Friday, September 30, 2022

Cruise # 13 Start

     We started our 13th cruise south about a week earlier than average. We planned for a haul out where we used to have it done in the past and needed to adjust for the time ashore. The last five or so years we've been hauled for our annual maintenance in nearby Essex, CT. 

     Our first day underway was beautiful and nasty. Beautiful if you were on land, warm, sunny and dry. Nasty if you were on Long Island Sound bashing straight into the wind and 3+ft. seas. Nothing major broke. Several minor things did not fare as well. Some fresh blueberries flew out the fridge and decorated the galley. Think blue puree all over the floor. Several dinghy tie down lines chafed through but that was nothing new. Sigh. 
Throgs Neck and Long Island Sound behind us on day 3.

     Our start on our 2nd day was delayed because of very strong winds but we eventually left Port Jefferson in late morning when the wind eased. A little. The angle of the wind and seas made for an okay passage even with the heavier winds and we ended up on a free mooring in Port Washington, NY. Then we got underway very early the next day to go through New York City with the current. Hell Gate can be lots of fun (not) if you have an opposing current. The forecast was good so, even though we wanted to hopscotch down the NJ coast with day only trips, we decided we would do another overnight passage offshore to take advantage of a two day weather window. The seas were not quite calm, there were ripples on a gentle, small swell. We'll take it. Not our calmest overnight passage but close to it.

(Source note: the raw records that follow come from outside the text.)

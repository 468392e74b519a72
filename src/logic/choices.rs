//! Choice-list validation and normalization for the multi-select field.
//!
//! Both entry points work on the raw text of the choices input (one choice per
//! `\n`-separated line) plus the default value. They share the same first
//! step: split the text and append the default unless some line already
//! matches it case-insensitively. Everything here is pure.

use std::collections::HashMap;

use serde::Serialize;

/// Default ceiling on the number of choices that appear exactly once.
pub const DEFAULT_UNIQUE_CHOICE_CEILING: usize = 50;

/// Default maximum length of a single choice, counted in UTF-16 code units.
pub const DEFAULT_MAX_CHOICE_CHARS: usize = 40;

/// What: Thresholds applied by [`validate`].
///
/// Details:
/// - `max_choice_chars = None` switches the length rule off entirely.
#[derive(Clone, Copy, Debug, PartialEq, Eq)]
pub struct ChoiceLimits {
    /// Number of exactly-once choices allowed before `too_many_unique` trips.
    pub unique_ceiling: usize,
    /// Longest allowed choice in UTF-16 code units, if the length rule is enabled.
    pub max_choice_chars: Option<usize>,
}

impl Default for ChoiceLimits {
    fn default() -> Self {
        Self {
            unique_ceiling: DEFAULT_UNIQUE_CHOICE_CEILING,
            max_choice_chars: Some(DEFAULT_MAX_CHOICE_CHARS),
        }
    }
}

/// Which structural rules the current choices break.
///
/// The three flags are computed independently on every call.
#[derive(Clone, Copy, Debug, Default, PartialEq, Eq, Serialize)]
#[allow(clippy::struct_excessive_bools)]
pub struct ViolationReport {
    /// Some non-empty choice occurs more than once (case-sensitive).
    pub duplicate: bool,
    /// More exactly-once choices than the configured ceiling.
    pub too_many_unique: bool,
    /// Some choice is longer than the configured limit.
    pub choice_too_long: bool,
}

impl ViolationReport {
    /// Whether no rule is broken.
    #[must_use]
    pub const fn is_clean(self) -> bool {
        !(self.duplicate || self.too_many_unique || self.choice_too_long)
    }

    /// What: List the broken rules in display order.
    ///
    /// Inputs:
    /// - `self`: Report to expand.
    ///
    /// Output:
    /// - One [`Violation`] per true flag (duplicate, too many, too long).
    #[must_use]
    pub fn violations(self) -> Vec<Violation> {
        let mut out = Vec::with_capacity(3);
        if self.duplicate {
            out.push(Violation::Duplicate);
        }
        if self.too_many_unique {
            out.push(Violation::TooManyUnique);
        }
        if self.choice_too_long {
            out.push(Violation::ChoiceTooLong);
        }
        out
    }
}

/// A single broken rule, used by the UI to pick an alert message.
#[derive(Clone, Copy, Debug, PartialEq, Eq)]
pub enum Violation {
    /// See [`ViolationReport::duplicate`].
    Duplicate,
    /// See [`ViolationReport::too_many_unique`].
    TooManyUnique,
    /// See [`ViolationReport::choice_too_long`].
    ChoiceTooLong,
}

impl Violation {
    /// What: Human-readable alert text for this violation.
    ///
    /// Inputs:
    /// - `limits`: Limits in effect, interpolated into the message.
    ///
    /// Output:
    /// - Alert sentence shown under the choices input.
    #[must_use]
    pub fn message(self, limits: &ChoiceLimits) -> String {
        match self {
            Self::Duplicate => {
                "Uh oh! Your most recent entry already exists. Please delete and enter another."
                    .to_string()
            }
            Self::TooManyUnique => format!(
                "Uh oh! You have exceeded your limit of {} choices. Please delete the latest choice you entered to stay within the limit.",
                limits.unique_ceiling
            ),
            Self::ChoiceTooLong => {
                let max = limits.max_choice_chars.unwrap_or(DEFAULT_MAX_CHOICE_CHARS);
                format!(
                    "Uh oh! Your latest choice exceeds the {max} character limit. Choices must be within {max} characters in length."
                )
            }
        }
    }
}

/// What: Split the raw choices and reconcile the default value into them.
///
/// Inputs:
/// - `raw`: Choices text, one choice per `\n`-separated line.
/// - `default_value`: The field's default choice.
///
/// Output:
/// - Lines in typed order (case and whitespace untouched, blanks kept), with
///   `default_value` appended when no line equals it case-insensitively.
#[must_use]
pub fn choice_set<'a>(raw: &'a str, default_value: &'a str) -> Vec<&'a str> {
    let mut set: Vec<&str> = raw.split('\n').collect();
    let wanted = default_value.to_lowercase();
    if !set.iter().any(|line| line.to_lowercase() == wanted) {
        set.push(default_value);
    }
    set
}

/// What: Report which structural rules the choices break.
///
/// Inputs:
/// - `raw`: Choices text as typed.
/// - `default_value`: The field's default choice.
/// - `limits`: Unique-choice ceiling and per-choice length limit.
///
/// Output:
/// - A [`ViolationReport`]; never fails.
///
/// Details:
/// - Duplicates are counted with exact, case-sensitive equality while the
///   default is reconciled case-insensitively, so default `Red` with a typed
///   `red` is present but not a duplicate.
/// - Choice length is measured in UTF-16 code units, so a character outside
///   the Basic Multilingual Plane counts twice.
/// - Blank lines never enter the frequency table. They stay in the set for the
///   length check, where their zero length cannot trip it.
#[must_use]
pub fn validate(raw: &str, default_value: &str, limits: &ChoiceLimits) -> ViolationReport {
    let set = choice_set(raw, default_value);

    let mut frequency: HashMap<&str, usize> = HashMap::new();
    for choice in set.iter().copied().filter(|c| !c.is_empty()) {
        *frequency.entry(choice).or_insert(0) += 1;
    }

    let duplicate = frequency.values().any(|&n| n > 1);
    let unique = frequency.values().filter(|&&n| n == 1).count();
    let choice_too_long = limits
        .max_choice_chars
        .is_some_and(|max| set.iter().any(|c| utf16_len(c) > max));

    ViolationReport {
        duplicate,
        too_many_unique: unique > limits.unique_ceiling,
        choice_too_long,
    }
}

/// What: Produce the choice list that goes into the submitted configuration.
///
/// Inputs:
/// - `raw`: Choices text as typed.
/// - `default_value`: The field's default choice.
///
/// Output:
/// - The reconciled set with every `""` entry removed, order preserved.
///
/// Details:
/// - Repeated non-empty entries are kept; callers gate on [`validate`] first.
#[must_use]
pub fn normalize(raw: &str, default_value: &str) -> Vec<String> {
    choice_set(raw, default_value)
        .into_iter()
        .filter(|c| !c.is_empty())
        .map(str::to_string)
        .collect()
}

/// Length of a choice in UTF-16 code units.
fn utf16_len(choice: &str) -> usize {
    choice.encode_utf16().count()
}

/// Sort choices in place by code point, for the "display alphabetically" option.
pub fn sort_alphabetically(choices: &mut [String]) {
    choices.sort_unstable();
}

#[cfg(test)]
mod tests {
    use super::*;

    /// What: Join generated choices `x1..=xN` with newlines.
    fn numbered(n: usize) -> String {
        (1..=n)
            .map(|i| format!("x{i}"))
            .collect::<Vec<_>>()
            .join("\n")
    }

    #[test]
    /// What: Repeated lines set the duplicate flag; distinct lines do not.
    ///
    /// Inputs:
    /// - `"a\na\nb"` with default `c`, and `"a\nb\nc"` with default `c`
    ///
    /// Output:
    /// - `duplicate` is true for the first and false for the second
    fn validate_flags_exact_duplicates() {
        let limits = ChoiceLimits::default();
        assert!(validate("a\na\nb", "c", &limits).duplicate);
        assert!(!validate("a\nb\nc", "c", &limits).duplicate);
    }

    #[test]
    /// What: A default already present is not appended a second time.
    ///
    /// Inputs:
    /// - `"a\nb"` with default `a`
    ///
    /// Output:
    /// - Set stays `[a, b]` and no duplicate is reported
    fn default_present_is_not_counted_twice() {
        assert_eq!(choice_set("a\nb", "a"), vec!["a", "b"]);
        assert!(!validate("a\nb", "a", &ChoiceLimits::default()).duplicate);
    }

    #[test]
    /// What: Default matching differs in case from duplicate matching.
    ///
    /// Inputs:
    /// - Default `Red` against typed `red`; typed `Red` and `red` together
    ///
    /// Output:
    /// - Default counts as present, but `Red`/`red` are not duplicates
    fn case_asymmetry_is_preserved() {
        assert_eq!(choice_set("red\nblue", "Red"), vec!["red", "blue"]);
        let report = validate("Red\nred", "blue", &ChoiceLimits::default());
        assert!(!report.duplicate);
    }

    #[test]
    /// What: Unique ceiling trips only once the exactly-once count exceeds it.
    ///
    /// Inputs:
    /// - 51 and 50 distinct choices with the last as default
    ///
    /// Output:
    /// - `too_many_unique` true for 51, false for 50
    fn unique_ceiling_boundary() {
        let limits = ChoiceLimits::default();
        assert!(validate(&numbered(51), "x51", &limits).too_many_unique);
        assert!(!validate(&numbered(50), "x50", &limits).too_many_unique);
    }

    #[test]
    /// What: Duplicated choices do not count toward the unique ceiling.
    ///
    /// Inputs:
    /// - 50 distinct choices plus two copies of `dup`, ceiling 50
    ///
    /// Output:
    /// - Duplicate flagged, ceiling not exceeded
    fn duplicated_entries_are_not_unique() {
        let raw = format!("{}\ndup\ndup", numbered(50));
        let report = validate(&raw, "x1", &ChoiceLimits::default());
        assert!(report.duplicate);
        assert!(!report.too_many_unique);
    }

    #[test]
    /// What: A smaller configured ceiling is honored.
    ///
    /// Inputs:
    /// - Six distinct choices, ceiling 5
    ///
    /// Output:
    /// - `too_many_unique` is true
    fn custom_ceiling_applies() {
        let limits = ChoiceLimits {
            unique_ceiling: 5,
            ..ChoiceLimits::default()
        };
        assert!(validate("a\nb\nc\nd\ne", "f", &limits).too_many_unique);
        assert!(!validate("a\nb\nc\nd", "e", &limits).too_many_unique);
    }

    #[test]
    /// What: Length rule trips above 40 characters and not at 40.
    ///
    /// Inputs:
    /// - A 41-character and a 40-character choice
    ///
    /// Output:
    /// - `choice_too_long` true only for the 41-character one
    fn length_limit_boundary() {
        let limits = ChoiceLimits::default();
        let long = "y".repeat(41);
        let exact = "y".repeat(40);
        assert!(validate(&long, "d", &limits).choice_too_long);
        assert!(!validate(&exact, "d", &limits).choice_too_long);
    }

    #[test]
    /// What: The appended default is subject to the length rule too.
    ///
    /// Inputs:
    /// - Short choices with a 41-character default
    ///
    /// Output:
    /// - `choice_too_long` is true
    fn appended_default_is_length_checked() {
        let long_default = "z".repeat(41);
        assert!(validate("a\nb", &long_default, &ChoiceLimits::default()).choice_too_long);
    }

    #[test]
    /// What: Length is counted in UTF-16 code units, not bytes or scalar values.
    ///
    /// Inputs:
    /// - 40 two-byte BMP characters
    /// - 21 emoji outside the BMP (42 code units)
    /// - 20 emoji (40 code units)
    ///
    /// Output:
    /// - Only the 21-emoji choice is flagged as too long
    fn length_counts_utf16_code_units() {
        let limits = ChoiceLimits::default();
        assert!(!validate(&"é".repeat(40), "d", &limits).choice_too_long);
        assert!(validate(&"\u{1F600}".repeat(21), "d", &limits).choice_too_long);
        assert!(!validate(&"\u{1F600}".repeat(20), "d", &limits).choice_too_long);
    }

    #[test]
    /// What: Disabling the length rule suppresses the flag.
    ///
    /// Inputs:
    /// - 100-character choice with `max_choice_chars = None`
    ///
    /// Output:
    /// - `choice_too_long` is false
    fn length_rule_can_be_disabled() {
        let limits = ChoiceLimits {
            max_choice_chars: None,
            ..ChoiceLimits::default()
        };
        assert!(!validate(&"q".repeat(100), "d", &limits).choice_too_long);
    }

    #[test]
    /// What: Blank lines never produce duplicates or uniques.
    ///
    /// Inputs:
    /// - Several consecutive newlines around a single choice, ceiling 1
    ///
    /// Output:
    /// - Report is clean
    fn blank_lines_are_ignored_by_counts() {
        let limits = ChoiceLimits {
            unique_ceiling: 1,
            ..ChoiceLimits::default()
        };
        let report = validate("\n\na\n\n", "a", &limits);
        assert!(report.is_clean());
    }

    #[test]
    /// What: Validation is repeatable for identical inputs.
    fn validate_is_pure() {
        let limits = ChoiceLimits::default();
        let first = validate("a\nA\na\n", "b", &limits);
        let second = validate("a\nA\na\n", "b", &limits);
        assert_eq!(first, second);
    }

    #[test]
    /// What: Normalization drops blanks and appends a missing default.
    ///
    /// Inputs:
    /// - `"a\n\nb\n"` with default `c`
    ///
    /// Output:
    /// - `["a", "b", "c"]`
    fn normalize_drops_blanks_and_appends_default() {
        assert_eq!(normalize("a\n\nb\n", "c"), vec!["a", "b", "c"]);
    }

    #[test]
    /// What: A case-insensitive match keeps the typed casing.
    ///
    /// Inputs:
    /// - `"A\nb"` with default `a`
    ///
    /// Output:
    /// - `["A", "b"]`
    fn normalize_keeps_typed_casing() {
        assert_eq!(normalize("A\nb", "a"), vec!["A", "b"]);
    }

    #[test]
    /// What: Normalization does not deduplicate and keeps whitespace.
    ///
    /// Inputs:
    /// - `"a\na\n b "` with default `a`
    ///
    /// Output:
    /// - `["a", "a", " b "]`
    fn normalize_does_not_deduplicate() {
        assert_eq!(normalize("a\na\n b ", "a"), vec!["a", "a", " b "]);
    }

    #[test]
    /// What: Empty input with empty default yields an empty list.
    fn normalize_empty_everything() {
        assert!(normalize("", "").is_empty());
        assert!(validate("", "", &ChoiceLimits::default()).is_clean());
    }

    #[test]
    /// What: Sorting uses code-point order.
    ///
    /// Inputs:
    /// - `["c", "a", "b"]` and a mixed-case list
    ///
    /// Output:
    /// - `["a", "b", "c"]`; uppercase sorts before lowercase
    fn sort_orders_by_code_point() {
        let mut choices = vec!["c".to_string(), "a".to_string(), "b".to_string()];
        sort_alphabetically(&mut choices);
        assert_eq!(choices, vec!["a", "b", "c"]);

        let mut mixed = vec!["banana".to_string(), "Apple".to_string(), "apple".to_string()];
        sort_alphabetically(&mut mixed);
        assert_eq!(mixed, vec!["Apple", "apple", "banana"]);
    }

    #[test]
    /// What: Violations are listed in display order with limits in the text.
    fn violations_and_messages() {
        let report = ViolationReport {
            duplicate: true,
            too_many_unique: true,
            choice_too_long: true,
        };
        let limits = ChoiceLimits {
            unique_ceiling: 5,
            max_choice_chars: Some(12),
        };
        let list = report.violations();
        assert_eq!(
            list,
            vec![
                Violation::Duplicate,
                Violation::TooManyUnique,
                Violation::ChoiceTooLong
            ]
        );
        assert!(list[1].message(&limits).contains("limit of 5 choices"));
        assert!(list[2].message(&limits).contains("12 character limit"));
        assert!(ViolationReport::default().violations().is_empty());
    }
}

The Cape May rounding was easy as we followed our previously established route on our GPS. We call it 'following the breadcrumbs'. You put your vessel icon on the recorded previous course track on the GPS screen and steer your boat so your icon stays on the track. It's still a bit scary to rely on your GPS and go very close (maybe 100 meters or less) to the beach to make the rounding. In the dark. Flat calm seas and a half moon overhead made it as close to easy as is possible. A few hours later we heard a sailboat that was behind us went aground in the Cape May Channel. We use that route if it is safer (due to wind and waves) than the beach route. We do not know if they screwed up or the channel had shifted from bad weather recently. 
     
     Going up the Delaware River was slow but calm. Nice boring sunny weather and seas about zero inches is nice (for a change) but when the current is against you, it's a slow passage. Boring, but boring can be nice. Beats having an adventure. Hate those. Last year this section was so rough our stern plants died from salt water spraying over the entire boat. We ended the day (two straight days that is) anchored in Chesapeake City. Very warm and dry. We planned to wander around the upper Chesapeake Bay until it was time to go to Pasadena, MD to get hauled. 
     
After two nights we went down to the Sassafras River. We've anchored near the mouth but this time we went about 90 minutes up the river to Georgetown/Fredricktown. We went just because we never had before. Pretty, but not really worth it. We stayed at a Sailing Associates Marina fixed dock for the price of a mooring and got showers and a swim in the marina pool. By not really worth it, I mean not worth the time it takes to go up the river and the time it takes to get back to the Chesapeake Bay main channel. 90 minutes each way. Like I said, a beautiful area but there are areas just as nice that are not as far off the road. After getting back to the Bay it was only another 90 minutes to be anchored in Worton Creek, one of my favorite spots. We sat out several storms here in the past but our run of great weather continued. We did not sight any of the eagles we could hear in the nearby trees.  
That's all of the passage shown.